In the previous post, I posed two questions. I’ll answer the second first.

This question considers what would happen if the response function (any response function) were to depend only on a single latent variable. To use the notation of the previous post, I’d write $p(y = 1 | \vec{z}, \lambda) = \phi(z_\lambda).$ Here I will be a little more general and allow $z$ to be multinomial rather than binomial.
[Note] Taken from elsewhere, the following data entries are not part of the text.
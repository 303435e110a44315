//! Geometric primitives and segment helpers
//!
//! Everything here is identity-free math: points with stable keys, direction
//! classification, and the small segment queries the anchor and picking code
//! are built from.

pub mod config;
pub mod types;

pub use config::RoutingConfig;
pub use types::{direction_between, BoundingBox, Direction, KeyAllocator, Point, Vec2, VertexKey};

/// Relative position of `pt` on the segment from `p1` to `p2`, measured from
/// `p2`: an offset `t` such that `pt ≈ p2 - (p2 - p1) * t`, clamped to [0, 1].
///
/// This is the offset stored on an anchor. A zero-length segment yields 0.0
/// instead of dividing by zero; the caller decides whether that edge is worth
/// reporting as degenerate.
pub fn position_on_segment(p1: Vec2, p2: Vec2, pt: Vec2) -> f64 {
    let edge = p2.sub(p1);
    let len2 = edge.dot(edge);
    if len2 == 0.0 {
        return 0.0;
    }
    (p2.sub(pt).dot(edge) / len2).clamp(0.0, 1.0)
}

/// Whether `pt` lies within `tolerance` of the segment from `a` to `b`
pub fn point_near_segment(pt: Vec2, a: Vec2, b: Vec2, tolerance: f64) -> bool {
    distance_to_segment(pt, a, b) <= tolerance
}

/// Distance from `pt` to the closest position on the segment from `a` to `b`
pub fn distance_to_segment(pt: Vec2, a: Vec2, b: Vec2) -> f64 {
    let edge = b.sub(a);
    let len2 = edge.dot(edge);
    if len2 == 0.0 {
        return pt.sub(a).norm();
    }
    let t = (pt.sub(a).dot(edge) / len2).clamp(0.0, 1.0);
    pt.sub(a.add(edge.scale(t))).norm()
}

/// Unit vector pointing from `from` toward `to`
pub fn unit_vector(from: Vec2, to: Vec2) -> Vec2 {
    to.sub(from).normalized()
}

/// Midpoint of two positions
pub fn midpoint(a: Vec2, b: Vec2) -> Vec2 {
    a.add(b).scale(0.5)
}

#[cfg(test)]
mod tests {
    use super::*;

    #[test]
    fn test_position_on_segment_endpoints() {
        let p1 = Vec2::new(0.0, 0.0);
        let p2 = Vec2::new(100.0, 0.0);
        assert_eq!(position_on_segment(p1, p2, p2), 0.0);
        assert_eq!(position_on_segment(p1, p2, p1), 1.0);
        assert_eq!(position_on_segment(p1, p2, Vec2::new(25.0, 0.0)), 0.75);
    }

    #[test]
    fn test_position_on_segment_clamps() {
        let p1 = Vec2::new(0.0, 0.0);
        let p2 = Vec2::new(100.0, 0.0);
        assert_eq!(position_on_segment(p1, p2, Vec2::new(250.0, 0.0)), 0.0);
        assert_eq!(position_on_segment(p1, p2, Vec2::new(-250.0, 0.0)), 1.0);
    }

    #[test]
    fn test_position_on_zero_length_segment() {
        let p = Vec2::new(10.0, 10.0);
        assert_eq!(position_on_segment(p, p, Vec2::new(50.0, 50.0)), 0.0);
    }

    #[test]
    fn test_distance_to_segment() {
        let a = Vec2::new(0.0, 0.0);
        let b = Vec2::new(100.0, 0.0);
        assert_eq!(distance_to_segment(Vec2::new(50.0, 8.0), a, b), 8.0);
        // beyond the ends the distance is to the nearest endpoint
        assert_eq!(distance_to_segment(Vec2::new(103.0, 4.0), a, b), 5.0);
    }

    #[test]
    fn test_point_near_segment() {
        let a = Vec2::new(0.0, 0.0);
        let b = Vec2::new(0.0, 60.0);
        assert!(point_near_segment(Vec2::new(1.0, 30.0), a, b, 2.0));
        assert!(!point_near_segment(Vec2::new(5.0, 30.0), a, b, 2.0));
    }

    #[test]
    fn test_unit_vector() {
        let u = unit_vector(Vec2::new(0.0, 0.0), Vec2::new(0.0, 42.0));
        assert_eq!(u, Vec2::new(0.0, 1.0));
    }

    #[test]
    fn test_midpoint() {
        let m = midpoint(Vec2::new(0.0, 10.0), Vec2::new(20.0, 30.0));
        assert_eq!(m, Vec2::new(10.0, 20.0));
    }
}
//! 消息存储与会话状态机基准测试
//! 测试入站去重、回显对账和重新同步合并的开销

use chrono::Utc;
use criterion::{BenchmarkId, Criterion, Throughput, criterion_group, criterion_main};
use std::hint::black_box;
use unimarket_chat::model::{ConversationId, LocalIdGenerator, Message, MessageId, User};
use unimarket_chat::session::{ConversationSession, HistoryOutcome};
use unimarket_chat::store::{MessageRecord, MessageStore};
use unimarket_chat::transport::{NEW_MESSAGE_EVENT, TransportEvent};

fn message(id: i64, sender: &User, content: &str) -> Message {
    Message {
        id: MessageId(id),
        conversation_id: ConversationId(1),
        sender: sender.clone(),
        content: content.to_string(),
        timestamp: Utc::now(),
        is_read: false,
        is_edited: false,
    }
}

fn bench_store_append(c: &mut Criterion) {
    let seller = User::new(8, "Bob", "Seller");
    let mut group = c.benchmark_group("message_store_append");

    for size in [100usize, 1_000, 5_000] {
        let history: Vec<Message> = (0..size as i64)
            .map(|i| message(i, &seller, "still available?"))
            .collect();
        group.throughput(Throughput::Elements(size as u64));
        group.bench_with_input(BenchmarkId::from_parameter(size), &history, |b, history| {
            b.iter(|| {
                let mut store = MessageStore::new();
                for m in history {
                    store.append(MessageRecord::from(m.clone()));
                }
                // 重复投递
                for m in history.iter().rev().take(50) {
                    black_box(store.append(MessageRecord::from(m.clone())));
                }
                black_box(store.len())
            })
        });
    }
    group.finish();
}

fn bench_echo_reconciliation(c: &mut Criterion) {
    let me = User::new(7, "Ada", "Lovelace");
    let seller = User::new(8, "Bob", "Seller");
    let mut ids = LocalIdGenerator::new();

    let mut base = MessageStore::new();
    for i in 0..1_000 {
        base.append(MessageRecord::from(message(i, &seller, "hi")));
    }
    let pendings: Vec<MessageRecord> = (0..20)
        .map(|i| MessageRecord::pending(ids.next_id(), ConversationId(1), me.clone(), format!("draft {i}")))
        .collect();

    let mut group = c.benchmark_group("echo_reconciliation");
    group.throughput(Throughput::Elements(pendings.len() as u64));
    group.bench_function("reconcile_pending_echoes", |b| {
        b.iter(|| {
            let mut store = base.clone();
            for pending in &pendings {
                store.append(pending.clone());
            }
            for (i, pending) in pendings.iter().enumerate() {
                let local_id = store
                    .find_pending_for_echo(&me, &pending.content)
                    .expect("pending record");
                let confirmed = message(10_000 + i as i64, &me, &pending.content);
                black_box(store.replace(&local_id, MessageRecord::from(confirmed)));
            }
            black_box(store.pending_count())
        })
    });
    group.finish();
}

fn bench_inbound_events(c: &mut Criterion) {
    let me = User::new(7, "Ada", "Lovelace");
    let seller = User::new(8, "Bob", "Seller");
    let events: Vec<TransportEvent> = (0..500)
        .map(|i| TransportEvent {
            topic: "conversation-1".to_string(),
            event: NEW_MESSAGE_EVENT.to_string(),
            payload: serde_json::to_value(message(i % 250, &seller, "ping")).expect("encode"),
        })
        .collect();

    let mut group = c.benchmark_group("inbound_events");
    group.throughput(Throughput::Elements(events.len() as u64));
    group.bench_function("handle_inbound_with_duplicates", |b| {
        b.iter(|| {
            let mut session = ConversationSession::new(me.clone());
            let plan = session
                .select_conversation(ConversationId(1))
                .expect("select plan");
            let outcome = session.history_loaded(plan.ticket, Ok(Vec::new()));
            assert!(matches!(outcome, HistoryOutcome::Ready { .. }));
            for event in &events {
                let _ = black_box(session.handle_inbound(event));
            }
            black_box(session.store().len())
        })
    });
    group.finish();
}

criterion_group!(
    benches,
    bench_store_append,
    bench_echo_reconciliation,
    bench_inbound_events
);
criterion_main!(benches);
The model presented in the previous post can then just be written as $p(y = 1 | \vec{z}, \lambda) = \pi^T z_\lambda,$ where with a slight abuse of notation I’m letting $z_\lambda$ denote an indicator vector.

So it turns out that we can just reduce any choice of $\phi$ to this construction by rewriting $p(y = 1 | \vec{z}, \lambda) = \sum_k \phi(k) \delta_k(z_\lambda) = \vec{\phi}^T z_\lambda.$ For example, in the model presented several posts earlier, $\phi(z) = \sigma(\eta^T z + \nu),$ which means that we can represent this in the more general parameterization as $\pi=\sigma(\eta + \nu).$ Thus the answer to the question is a non-starter; the previous post already answered it.
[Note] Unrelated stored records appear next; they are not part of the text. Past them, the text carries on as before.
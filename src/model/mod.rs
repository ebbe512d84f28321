//! 聊天领域模型
//!
//! 与后端 REST 序列化格式和实时事件负载保持一致。

mod conversation;
mod ids;
mod message;
mod user;

pub use conversation::{Conversation, MessageSummary, ProductRef};
pub use ids::{
    ConversationId, LOCAL_ID_PREFIX, LocalId, LocalIdGenerator, MessageId, ProductId, UserId,
};
pub use message::{Message, NewMessage};
pub use user::User;
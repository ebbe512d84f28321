use chrono::{DateTime, Utc};
use serde::{Deserialize, Serialize};

use super::{ConversationId, Message, MessageId, ProductId, User, UserId};

/// 会话摘要中的商品信息（只取展示需要的字段）
#[derive(Debug, Clone, PartialEq, Serialize, Deserialize)]
pub struct ProductRef {
    pub id: ProductId,
    #[serde(default)]
    pub title: Option<String>,
}

/// 会话列表中的最后一条消息摘要
#[derive(Debug, Clone, PartialEq, Serialize, Deserialize)]
pub struct MessageSummary {
    pub id: MessageId,
    pub content: String,
    pub timestamp: DateTime<Utc>,
    pub sender_id: UserId,
    #[serde(default)]
    pub is_read: bool,
}

impl From<&Message> for MessageSummary {
    fn from(message: &Message) -> Self {
        Self {
            id: message.id,
            content: message.content.clone(),
            timestamp: message.timestamp,
            sender_id: message.sender.id,
            is_read: message.is_read,
        }
    }
}

/// 会话（两名参与者之间，客户端从不删除）
#[derive(Debug, Clone, PartialEq, Serialize, Deserialize)]
pub struct Conversation {
    pub id: ConversationId,
    #[serde(default)]
    pub participants: Vec<User>,
    #[serde(default)]
    pub product: Option<ProductRef>,
    #[serde(default)]
    pub last_message: Option<MessageSummary>,
    #[serde(default)]
    pub created_at: Option<DateTime<Utc>>,
    #[serde(default)]
    pub updated_at: Option<DateTime<Utc>>,
    #[serde(default)]
    pub unread_count: u32,
}

impl Conversation {
    /// 除本地用户以外的参与者
    pub fn counterpart(&self, local_user: UserId) -> Option<&User> {
        self.participants.iter().find(|user| user.id != local_user)
    }

    /// 新消息落地后更新摘要
    pub fn touch(&mut self, message: &Message) {
        let newer = self
            .last_message
            .as_ref()
            .map(|last| last.id != message.id && last.timestamp <= message.timestamp)
            .unwrap_or(true);
        if newer {
            self.last_message = Some(MessageSummary::from(message));
            self.updated_at = Some(message.timestamp);
        }
    }
}

#[cfg(test)]
mod tests {
    use super::*;
    use serde_json::json;

    #[test]
    fn decodes_conversation_with_nested_product() {
        let payload = json!({
            "id": 42,
            "participants": [
                {"id": 7, "first_name": "Ada", "last_name": "L"},
                {"id": 8, "first_name": "Bob", "last_name": "K"}
            ],
            "product": {"id": 5, "title": "Calculus textbook", "price": "12.00"},
            "created_at": "2025-03-01T09:00:00Z",
            "updated_at": "2025-03-01T10:00:00Z",
            "last_message": {
                "id": 99,
                "content": "hello",
                "timestamp": "2025-03-01T10:00:00Z",
                "sender_id": 7,
                "is_read": false
            },
            "unread_count": 1
        });
        let conversation: Conversation = serde_json::from_value(payload).unwrap();
        assert_eq!(conversation.counterpart(UserId(7)).unwrap().id, UserId(8));
        assert_eq!(conversation.product.unwrap().id, ProductId(5));
        assert_eq!(conversation.last_message.unwrap().id, MessageId(99));
    }

    #[test]
    fn touch_keeps_the_newest_summary() {
        let mut conversation: Conversation =
            serde_json::from_value(json!({"id": 1, "participants": []})).unwrap();
        let sender = User::new(7, "Ada", "L");
        let later = Message {
            id: MessageId(2),
            conversation_id: ConversationId(1),
            sender: sender.clone(),
            content: "second".into(),
            timestamp: "2025-03-01T10:01:00Z".parse().unwrap(),
            is_read: false,
            is_edited: false,
        };
        let earlier = Message {
            id: MessageId(1),
            content: "first".into(),
            timestamp: "2025-03-01T10:00:00Z".parse().unwrap(),
            ..later.clone()
        };

        conversation.touch(&later);
        conversation.touch(&earlier);
        assert_eq!(conversation.last_message.unwrap().content, "second");
    }
}
//! 实时传输适配层
//!
//! 会话只依赖 [`Transport`] trait，不持有全局连接：
//! - [`ChannelSocketTransport`]：基于 websocket 的托管推送服务实现
//! - [`InMemoryTransport`]：进程内实现，用于测试和离线演示
//!
//! 每个订阅的每个事件名只有一个处理器，处理器是一个有界信箱（`mpsc::Sender`），
//! 重复注册会替换旧处理器。

use std::fmt;

use async_trait::async_trait;
use serde_json::Value;
use tokio::sync::{mpsc, watch};

use crate::error::ChatResult;
use crate::model::ConversationId;

mod memory;
pub mod protocol;
mod socket;

pub use memory::InMemoryTransport;
pub use socket::ChannelSocketTransport;

/// 新消息事件名
pub const NEW_MESSAGE_EVENT: &str = "new-message";

/// 会话主题名 `conversation-<id>`
pub fn conversation_topic(conversation_id: ConversationId) -> String {
    format!("conversation-{conversation_id}")
}

/// 入站事件
#[derive(Debug, Clone, PartialEq)]
pub struct TransportEvent {
    pub topic: String,
    pub event: String,
    pub payload: Value,
}

/// 出站事件
#[derive(Debug, Clone, PartialEq)]
pub struct OutboundEvent {
    pub event: String,
    pub payload: Value,
}

/// 事件处理器：订阅对应的有界信箱
pub type EventHandler = mpsc::Sender<TransportEvent>;

/// 连接状态
#[derive(Debug, Clone, PartialEq, Eq)]
pub enum ConnectionStatus {
    Disconnected,
    Connecting,
    Connected { socket_id: String },
    Reconnecting { attempt: u32 },
    /// 已主动关闭，或重连次数耗尽
    Closed,
    /// 重连时凭证被拒且刷新失败，不再重连
    Expired,
}

impl ConnectionStatus {
    pub fn is_connected(&self) -> bool {
        matches!(self, Self::Connected { .. })
    }
}

impl fmt::Display for ConnectionStatus {
    fn fmt(&self, f: &mut fmt::Formatter<'_>) -> fmt::Result {
        match self {
            Self::Disconnected => f.write_str("disconnected"),
            Self::Connecting => f.write_str("connecting"),
            Self::Connected { socket_id } => write!(f, "connected ({socket_id})"),
            Self::Reconnecting { attempt } => write!(f, "reconnecting (attempt {attempt})"),
            Self::Closed => f.write_str("closed"),
            Self::Expired => f.write_str("credentials expired"),
        }
    }
}

/// 连接建立后的信息
#[derive(Debug, Clone, PartialEq, Eq)]
pub struct ConnectionInfo {
    pub socket_id: String,
}

/// 订阅句柄
#[derive(Debug, Clone, PartialEq, Eq)]
pub struct Subscription {
    pub topic: String,
    /// 服务商侧的频道名
    pub channel: String,
}

/// 实时传输
#[async_trait]
pub trait Transport: Send + Sync {
    /// 建立连接；已连接时直接返回当前连接信息
    async fn connect(&self, auth_token: &str) -> ChatResult<ConnectionInfo>;

    /// 订阅主题，非会话参与者时返回授权错误
    async fn subscribe(&self, topic: &str) -> ChatResult<Subscription>;

    /// 取消订阅，未订阅时为空操作
    async fn unsubscribe(&self, topic: &str) -> ChatResult<()>;

    /// 注册事件处理器，替换同一主题同一事件名上的旧处理器
    fn on_event(&self, topic: &str, event: &str, handler: EventHandler);

    /// 移除事件处理器
    fn off_event(&self, topic: &str, event: &str);

    /// 在已订阅的主题上发送客户端事件
    async fn send(&self, topic: &str, event: OutboundEvent) -> ChatResult<()>;

    /// 连接状态订阅
    fn status(&self) -> watch::Receiver<ConnectionStatus>;

    /// 关闭连接并停止重连
    async fn close(&self);
}

/// 重连退避：`base * 2^(attempt-1)`，不超过上限，再叠加至多 25% 的随机抖动
pub(crate) fn backoff_delay(
    attempt: u32,
    base: std::time::Duration,
    max: std::time::Duration,
) -> std::time::Duration {
    use rand::Rng;

    let exponent = attempt.saturating_sub(1).min(16);
    let delay = base.saturating_mul(1u32 << exponent).min(max);
    let jitter_ceiling = (delay.as_millis() as u64) / 4;
    let jitter = if jitter_ceiling == 0 {
        0
    } else {
        rand::thread_rng().gen_range(0..=jitter_ceiling)
    };
    (delay + std::time::Duration::from_millis(jitter)).min(max)
}

#[cfg(test)]
mod tests {
    use super::*;
    use std::time::Duration;

    #[test]
    fn topic_name_uses_conversation_id() {
        assert_eq!(conversation_topic(ConversationId(42)), "conversation-42");
    }

    #[test]
    fn backoff_grows_and_is_capped() {
        let base = Duration::from_millis(100);
        let max = Duration::from_millis(1_000);
        let first = backoff_delay(1, base, max);
        assert!(first >= base && first <= Duration::from_millis(125));
        let third = backoff_delay(3, base, max);
        assert!(third >= Duration::from_millis(400));
        for attempt in 5..40 {
            assert!(backoff_delay(attempt, base, max) <= max);
        }
    }
}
The other question asks what would happen if we took the previous post’s model, but made the response a function of $\bar{z}$ instead of $z_\lambda.$ In other words, $p(y = 1 | \vec{z}) = \pi^T \bar{z}.$ This looks pretty similar (in expectation) to the previous model except that $\bar{z}$ is part of the model now rather than just a result of an expectation. So, if we want to compute $\mathbb{E}_z[p(y = 1| \vec{z})],$ it works out to be the same. But if we want to compute $\mathbb{E}_z[\log p(y = 1 | \vec{z})],$ it’s different. In terms of the original formulation, we are moving the logarithm across the expectation with respect to $z,$ but NOT across the expectation with respect to $\lambda.$

Moving it as such, it does not have a simple closed form solution, so I can’t provide an analytic solution to the error incurred by moving the log inside the expectation. However, I can empirically estimate this by sampling from $\bar{z}$ where each $z_i$ is drawn according to a binomial distribution parameterized by $\theta.$ I then compute $p(y = 1)$ using this $\bar{z}$ and take the mean over all samples (in this case, 100 samples were used for every point). I compare this value to the value obtained by computing $p(y=1)$ at the mean over these same samples. This error is what I plot in the attached figure as a function of $\theta.$

Estimating the loss incurred by moving the log into the expectation.

I produce three series for different values of $N,$ the number of draws from the binomial distribution used to create $\bar{z}.$ I chose values of $\pi_1 = \sigma(4), \pi_0 = \sigma(-3).$ This corresponds to the red line in the previous post. One thing that is evident is that the error is much smaller. You can think of the previous post’s curve as the $N=1$ case. As $N$ increases, the covariance on $\bar{z}$ decreases and the error drops. This is rather comforting. However, for reasonable values of $N,$ the errors are still rather large: 0.10 may not seem like a lot in log likelihood, but that’s a lot larger that the difference between most techniques!